The group behind the internet's clock is has warned bugs in its widely-used protocol could allow hackers to launch traffic attacks on targets.

Multiple bugs have been found in NTP, or Network Time Protocol, which hackers have ini the past abused to launch massively amplified traffic attacks on websites and could do so again thanks to a multiple security flaws in the protocol.

The NTP Project, which is responsible for the protocol, on Wednesday “strongly urged” NTP users to upgrade to “ntp-4.2.8p4”which contains fixes for 13 security fixes and over 100 bug fixes.

Though all security flaws are rated low or medium for users of NTP, the project urged “immediate action to ensure that their NTP daemons [ntpd servers] are not susceptible to use in distributed a denial of service (DDoS) attack”.

Vulnerabilities in NTP servers have enabled some of the largest DDoS attacks on record. Though the protocol is unseen to most computer users, it is widely used on desktops and servers to keep time synchronised between machines on the internet, particularly Mac devices, BSD and Linux servers.

The protocol’s importance was apparent during the June 30 ‘leap second’, when Amazon and Google flagged potential hiccups to customers as they implemented their responses to the one second time adjustment.

NTP grabbed headlines as a security threat in early 2014 after CloudFlare found attackers were using the protocol to amplify DDoS attacks to generate junk traffic against targets at 400Gbps, which at the time was thought to have disrupted major Internet exchange nodes in Europe.

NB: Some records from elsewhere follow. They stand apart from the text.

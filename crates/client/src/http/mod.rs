//! HTTP layer: request executor and pagination.

mod client;
mod paging;

pub use client::{GraphClient, GraphRequest};
pub use paging::ListEnvelope;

The attack is known as “NTP reflection”, in which an attacker sends a small forged packet that requests a large amount of data to be sent to a target IP address, according to Symantec.

As it notes, attackers were abusing a feature called the “monlist command” to send a small query to generate a larger amount of traffic to a target. The technique became popular in early 2014 but then subsided, probably due to efforts to cull public “ntpd” (NTP daemon) servers that could be abused and users upgrading vulnerable instances.

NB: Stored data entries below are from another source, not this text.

//! Content upload models
//!
//! These are the payloads exchanged during the Win32 LOB content upload
//! workflow: the file descriptor registered under a content version, and the
//! encryption manifest posted at commit time. The client never encrypts
//! anything itself; callers pre-encrypt the package and hand the resulting
//! manifest through verbatim.

use serde::{Deserialize, Serialize};

use super::apps::MOBILE_APP_CONTENT_FILE_TYPE;

/// Descriptor for a content file registered under a content version.
#[derive(Debug, Clone, Serialize, Deserialize)]
#[serde(rename_all = "camelCase")]
pub struct MobileAppContentFile {
    #[serde(rename = "@odata.type")]
    pub odata_type: String,

    /// File name as shown in the console, e.g. `IntunePackage.intunewin`.
    pub name: String,

    /// Plaintext byte length. Drives transfer block sizing.
    pub size: u64,

    /// Encrypted byte length, i.e. the number of bytes actually streamed to
    /// storage.
    pub size_encrypted: u64,

    #[serde(skip_serializing_if = "Option::is_none")]
    pub manifest: Option<String>,

    pub is_dependency: bool,
}

impl MobileAppContentFile {
    /// Build a descriptor with the mandatory discriminator pre-filled.
    #[must_use]
    pub fn new(name: impl Into<String>, size: u64, size_encrypted: u64) -> Self {
        Self {
            odata_type: MOBILE_APP_CONTENT_FILE_TYPE.to_string(),
            name: name.into(),
            size,
            size_encrypted,
            manifest: None,
            is_dependency: false,
        }
    }
}

/// Encryption manifest for a committed content file.
///
/// Opaque to this client: produced by the caller's packaging step and posted
/// unchanged to the file's commit action.
#[derive(Debug, Clone, Serialize, Deserialize)]
#[serde(rename_all = "camelCase")]
pub struct FileEncryptionInfo {
    pub encryption_key: String,
    pub mac_key: String,
    pub initialization_vector: String,
    pub mac: String,
    pub profile_identifier: String,
    pub file_digest: String,
    pub file_digest_algorithm: String,
}

#[cfg(test)]
mod tests {
    use super::*;

    #[test]
    fn content_file_serializes_with_discriminator() {
        let file = MobileAppContentFile::new("IntunePackage.intunewin", 10_000, 10_048);
        let value = serde_json::to_value(&file).unwrap();
        assert_eq!(value["@odata.type"], "#microsoft.graph.mobileAppContentFile");
        assert_eq!(value["size"], 10_000);
        assert_eq!(value["sizeEncrypted"], 10_048);
        assert_eq!(value["isDependency"], false);
        assert!(value.get("manifest").is_none());
    }
}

Cisco’s security unit Talos found seven of the 13 security bugs fixed in the latest NTP update.

The company has since mid-2014 evaluated ntpd for security defects as part of its contribution as a member of the Linux Foundation Core Infrastructure Initiative (CII) Steering Group.

In addition to this, certain implementations of Cisco routers and switches have proven attractive to attackers that want to use them in DDoS attacks, as Team Cymru outlined at the time of the attacks on CloudFlare infrastructure.